- **Exercise**
State how many lines of the data contain the word "scheduled", and write nothing besides the number.

- **Materials provided**
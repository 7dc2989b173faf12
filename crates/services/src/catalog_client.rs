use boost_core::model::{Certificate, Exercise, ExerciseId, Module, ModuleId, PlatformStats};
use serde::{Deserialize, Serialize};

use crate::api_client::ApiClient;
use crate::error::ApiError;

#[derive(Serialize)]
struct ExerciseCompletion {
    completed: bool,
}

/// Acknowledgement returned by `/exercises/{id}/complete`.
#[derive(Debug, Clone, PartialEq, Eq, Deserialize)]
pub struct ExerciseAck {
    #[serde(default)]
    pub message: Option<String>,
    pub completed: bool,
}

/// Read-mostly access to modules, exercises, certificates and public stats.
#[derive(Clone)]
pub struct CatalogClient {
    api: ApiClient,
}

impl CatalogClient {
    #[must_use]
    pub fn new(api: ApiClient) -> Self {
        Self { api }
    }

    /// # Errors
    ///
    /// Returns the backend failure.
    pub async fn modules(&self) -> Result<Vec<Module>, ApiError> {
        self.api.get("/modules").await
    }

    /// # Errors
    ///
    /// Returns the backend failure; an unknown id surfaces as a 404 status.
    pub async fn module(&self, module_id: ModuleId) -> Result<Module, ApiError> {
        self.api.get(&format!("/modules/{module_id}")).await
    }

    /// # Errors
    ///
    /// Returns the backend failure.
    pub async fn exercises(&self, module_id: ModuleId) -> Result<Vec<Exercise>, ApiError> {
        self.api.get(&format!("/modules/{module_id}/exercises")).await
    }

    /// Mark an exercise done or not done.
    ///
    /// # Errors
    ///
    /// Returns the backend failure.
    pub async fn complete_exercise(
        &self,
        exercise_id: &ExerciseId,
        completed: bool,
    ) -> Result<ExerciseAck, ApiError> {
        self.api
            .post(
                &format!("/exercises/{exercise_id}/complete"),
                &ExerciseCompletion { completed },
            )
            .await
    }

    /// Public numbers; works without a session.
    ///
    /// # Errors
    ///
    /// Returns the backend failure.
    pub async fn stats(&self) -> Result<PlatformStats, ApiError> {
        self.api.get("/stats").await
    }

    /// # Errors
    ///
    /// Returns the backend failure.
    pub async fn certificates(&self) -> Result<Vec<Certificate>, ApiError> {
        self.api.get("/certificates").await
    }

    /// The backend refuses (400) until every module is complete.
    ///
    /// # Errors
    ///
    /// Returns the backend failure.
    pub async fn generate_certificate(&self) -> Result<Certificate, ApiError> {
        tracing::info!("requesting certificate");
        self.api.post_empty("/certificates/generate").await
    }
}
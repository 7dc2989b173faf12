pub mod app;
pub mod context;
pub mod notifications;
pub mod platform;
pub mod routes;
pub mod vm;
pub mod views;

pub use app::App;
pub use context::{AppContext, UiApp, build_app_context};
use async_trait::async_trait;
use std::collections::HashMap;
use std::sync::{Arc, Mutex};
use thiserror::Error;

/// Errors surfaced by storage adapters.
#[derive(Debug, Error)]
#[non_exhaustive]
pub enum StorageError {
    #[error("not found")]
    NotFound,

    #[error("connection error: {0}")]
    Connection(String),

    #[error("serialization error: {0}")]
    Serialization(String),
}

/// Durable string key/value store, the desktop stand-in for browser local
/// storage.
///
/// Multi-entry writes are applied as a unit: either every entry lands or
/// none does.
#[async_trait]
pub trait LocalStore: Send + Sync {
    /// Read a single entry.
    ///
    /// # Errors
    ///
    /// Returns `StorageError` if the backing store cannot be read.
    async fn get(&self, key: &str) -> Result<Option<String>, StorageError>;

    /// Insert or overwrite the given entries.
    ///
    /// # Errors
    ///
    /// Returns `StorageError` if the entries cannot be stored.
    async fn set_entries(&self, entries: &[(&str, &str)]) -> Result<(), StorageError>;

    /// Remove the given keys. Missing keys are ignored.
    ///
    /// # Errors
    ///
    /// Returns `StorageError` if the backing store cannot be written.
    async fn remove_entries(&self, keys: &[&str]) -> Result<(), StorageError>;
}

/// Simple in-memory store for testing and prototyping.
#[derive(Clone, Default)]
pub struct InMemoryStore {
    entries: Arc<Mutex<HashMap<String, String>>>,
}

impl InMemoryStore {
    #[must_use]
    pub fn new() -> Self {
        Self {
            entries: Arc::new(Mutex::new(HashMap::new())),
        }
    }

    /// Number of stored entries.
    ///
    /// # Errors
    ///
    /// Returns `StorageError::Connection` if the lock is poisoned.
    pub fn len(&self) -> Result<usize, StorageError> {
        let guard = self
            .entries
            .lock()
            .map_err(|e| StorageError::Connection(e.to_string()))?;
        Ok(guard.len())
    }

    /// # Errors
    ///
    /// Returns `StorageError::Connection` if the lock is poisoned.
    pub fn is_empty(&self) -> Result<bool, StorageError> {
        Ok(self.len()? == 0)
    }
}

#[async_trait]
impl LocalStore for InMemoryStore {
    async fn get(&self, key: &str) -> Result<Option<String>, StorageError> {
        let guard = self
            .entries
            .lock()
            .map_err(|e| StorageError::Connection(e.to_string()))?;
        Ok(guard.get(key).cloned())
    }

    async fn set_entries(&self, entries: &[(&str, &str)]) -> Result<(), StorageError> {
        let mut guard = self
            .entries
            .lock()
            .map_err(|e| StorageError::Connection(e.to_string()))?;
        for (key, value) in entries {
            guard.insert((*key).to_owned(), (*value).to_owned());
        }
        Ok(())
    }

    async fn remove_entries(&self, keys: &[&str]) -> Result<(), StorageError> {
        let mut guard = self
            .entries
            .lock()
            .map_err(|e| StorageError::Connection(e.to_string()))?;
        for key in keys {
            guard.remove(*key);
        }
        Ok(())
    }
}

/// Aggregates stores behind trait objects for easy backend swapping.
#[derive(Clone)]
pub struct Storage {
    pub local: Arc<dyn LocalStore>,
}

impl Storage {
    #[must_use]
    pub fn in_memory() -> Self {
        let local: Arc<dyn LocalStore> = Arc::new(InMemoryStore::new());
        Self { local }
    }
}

--

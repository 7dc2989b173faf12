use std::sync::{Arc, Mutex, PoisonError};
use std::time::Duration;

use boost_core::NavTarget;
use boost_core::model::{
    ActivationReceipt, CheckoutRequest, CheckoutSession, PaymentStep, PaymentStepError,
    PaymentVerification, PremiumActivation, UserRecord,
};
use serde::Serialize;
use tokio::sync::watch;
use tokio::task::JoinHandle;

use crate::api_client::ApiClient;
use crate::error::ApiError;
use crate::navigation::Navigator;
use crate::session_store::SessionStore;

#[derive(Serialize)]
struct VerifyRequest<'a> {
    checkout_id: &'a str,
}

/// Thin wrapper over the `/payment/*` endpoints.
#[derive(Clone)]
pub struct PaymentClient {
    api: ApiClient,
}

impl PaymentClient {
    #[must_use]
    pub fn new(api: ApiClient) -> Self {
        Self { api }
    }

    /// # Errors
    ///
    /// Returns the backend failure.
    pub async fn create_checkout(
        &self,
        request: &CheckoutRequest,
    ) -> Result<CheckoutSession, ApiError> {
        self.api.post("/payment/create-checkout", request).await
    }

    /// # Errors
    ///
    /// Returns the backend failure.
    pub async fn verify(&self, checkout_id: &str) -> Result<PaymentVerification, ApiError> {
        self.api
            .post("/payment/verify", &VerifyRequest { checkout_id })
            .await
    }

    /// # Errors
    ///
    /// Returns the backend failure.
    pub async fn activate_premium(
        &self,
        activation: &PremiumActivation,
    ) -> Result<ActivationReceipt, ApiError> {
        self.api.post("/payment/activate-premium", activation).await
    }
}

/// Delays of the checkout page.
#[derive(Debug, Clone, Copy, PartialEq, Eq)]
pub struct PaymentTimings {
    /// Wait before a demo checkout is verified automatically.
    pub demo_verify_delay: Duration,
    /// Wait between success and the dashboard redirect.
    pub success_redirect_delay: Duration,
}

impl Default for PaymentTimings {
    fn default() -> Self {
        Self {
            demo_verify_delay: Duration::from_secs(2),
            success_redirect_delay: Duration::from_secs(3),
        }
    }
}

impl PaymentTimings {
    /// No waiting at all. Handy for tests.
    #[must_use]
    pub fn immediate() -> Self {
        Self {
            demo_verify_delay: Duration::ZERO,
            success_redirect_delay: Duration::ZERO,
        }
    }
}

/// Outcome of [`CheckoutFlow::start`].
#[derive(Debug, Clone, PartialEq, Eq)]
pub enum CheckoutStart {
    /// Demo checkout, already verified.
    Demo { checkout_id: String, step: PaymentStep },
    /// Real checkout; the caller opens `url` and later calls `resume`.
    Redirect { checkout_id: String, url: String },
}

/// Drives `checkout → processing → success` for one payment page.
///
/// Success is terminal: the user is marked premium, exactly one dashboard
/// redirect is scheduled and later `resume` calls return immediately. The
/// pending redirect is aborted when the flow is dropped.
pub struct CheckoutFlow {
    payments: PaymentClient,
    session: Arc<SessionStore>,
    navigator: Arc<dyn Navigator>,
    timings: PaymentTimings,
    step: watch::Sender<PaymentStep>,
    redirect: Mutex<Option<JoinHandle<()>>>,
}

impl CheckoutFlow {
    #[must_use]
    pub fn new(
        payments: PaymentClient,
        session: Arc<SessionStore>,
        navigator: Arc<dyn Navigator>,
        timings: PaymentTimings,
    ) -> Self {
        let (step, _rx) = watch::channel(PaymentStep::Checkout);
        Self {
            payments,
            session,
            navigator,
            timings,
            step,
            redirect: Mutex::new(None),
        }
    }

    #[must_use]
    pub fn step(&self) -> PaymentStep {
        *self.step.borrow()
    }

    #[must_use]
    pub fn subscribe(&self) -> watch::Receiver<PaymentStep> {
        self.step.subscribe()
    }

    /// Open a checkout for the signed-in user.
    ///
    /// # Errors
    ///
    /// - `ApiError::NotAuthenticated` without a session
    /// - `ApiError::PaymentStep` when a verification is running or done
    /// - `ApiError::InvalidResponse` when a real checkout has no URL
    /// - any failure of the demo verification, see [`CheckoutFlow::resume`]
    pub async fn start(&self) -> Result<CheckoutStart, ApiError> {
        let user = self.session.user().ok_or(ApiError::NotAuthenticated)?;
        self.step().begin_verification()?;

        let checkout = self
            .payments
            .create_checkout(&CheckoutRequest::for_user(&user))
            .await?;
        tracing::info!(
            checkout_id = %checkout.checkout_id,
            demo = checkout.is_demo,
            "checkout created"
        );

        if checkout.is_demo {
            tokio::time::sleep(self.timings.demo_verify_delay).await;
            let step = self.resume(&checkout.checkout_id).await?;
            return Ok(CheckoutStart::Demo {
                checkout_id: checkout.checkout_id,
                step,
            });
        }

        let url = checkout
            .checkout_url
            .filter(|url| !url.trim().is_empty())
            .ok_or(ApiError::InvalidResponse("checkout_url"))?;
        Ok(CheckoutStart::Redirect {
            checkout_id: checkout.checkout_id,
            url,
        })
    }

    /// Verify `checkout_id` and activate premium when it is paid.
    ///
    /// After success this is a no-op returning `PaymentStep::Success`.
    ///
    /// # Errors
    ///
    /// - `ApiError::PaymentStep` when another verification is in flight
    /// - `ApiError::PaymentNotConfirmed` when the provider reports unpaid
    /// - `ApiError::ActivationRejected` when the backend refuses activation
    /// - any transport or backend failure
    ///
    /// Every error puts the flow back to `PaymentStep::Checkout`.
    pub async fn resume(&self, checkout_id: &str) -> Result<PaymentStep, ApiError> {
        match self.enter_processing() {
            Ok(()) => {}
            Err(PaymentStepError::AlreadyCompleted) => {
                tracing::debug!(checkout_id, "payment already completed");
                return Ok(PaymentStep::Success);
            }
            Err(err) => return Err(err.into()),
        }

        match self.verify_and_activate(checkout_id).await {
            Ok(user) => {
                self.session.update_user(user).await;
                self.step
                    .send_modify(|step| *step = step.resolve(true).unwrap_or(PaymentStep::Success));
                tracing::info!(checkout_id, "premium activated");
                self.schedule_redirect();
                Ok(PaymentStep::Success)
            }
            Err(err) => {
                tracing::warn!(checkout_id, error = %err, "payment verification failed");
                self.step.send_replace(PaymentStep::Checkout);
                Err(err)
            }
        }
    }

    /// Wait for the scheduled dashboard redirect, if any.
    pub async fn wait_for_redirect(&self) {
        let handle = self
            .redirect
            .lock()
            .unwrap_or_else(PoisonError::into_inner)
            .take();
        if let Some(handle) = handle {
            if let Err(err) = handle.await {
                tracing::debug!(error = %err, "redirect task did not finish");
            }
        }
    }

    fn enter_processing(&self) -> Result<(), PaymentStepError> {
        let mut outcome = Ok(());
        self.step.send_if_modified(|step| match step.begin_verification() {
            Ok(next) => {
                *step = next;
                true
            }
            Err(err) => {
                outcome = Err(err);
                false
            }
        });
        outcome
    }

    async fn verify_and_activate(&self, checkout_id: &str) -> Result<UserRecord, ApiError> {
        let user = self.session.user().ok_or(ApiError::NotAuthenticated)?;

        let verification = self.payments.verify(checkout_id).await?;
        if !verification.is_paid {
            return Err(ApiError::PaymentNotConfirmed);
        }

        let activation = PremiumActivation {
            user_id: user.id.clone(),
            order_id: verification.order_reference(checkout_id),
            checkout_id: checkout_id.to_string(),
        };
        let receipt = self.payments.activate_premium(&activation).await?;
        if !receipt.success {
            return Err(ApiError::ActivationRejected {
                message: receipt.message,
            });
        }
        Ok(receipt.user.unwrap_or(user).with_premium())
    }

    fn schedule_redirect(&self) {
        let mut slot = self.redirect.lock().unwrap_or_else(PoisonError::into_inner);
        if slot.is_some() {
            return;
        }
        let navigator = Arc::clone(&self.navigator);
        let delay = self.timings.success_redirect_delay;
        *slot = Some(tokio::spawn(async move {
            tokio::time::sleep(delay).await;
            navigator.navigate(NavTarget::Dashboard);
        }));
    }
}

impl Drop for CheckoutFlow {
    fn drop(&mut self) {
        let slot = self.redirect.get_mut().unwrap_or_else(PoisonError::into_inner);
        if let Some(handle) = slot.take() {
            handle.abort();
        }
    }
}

- **Output for this task**
2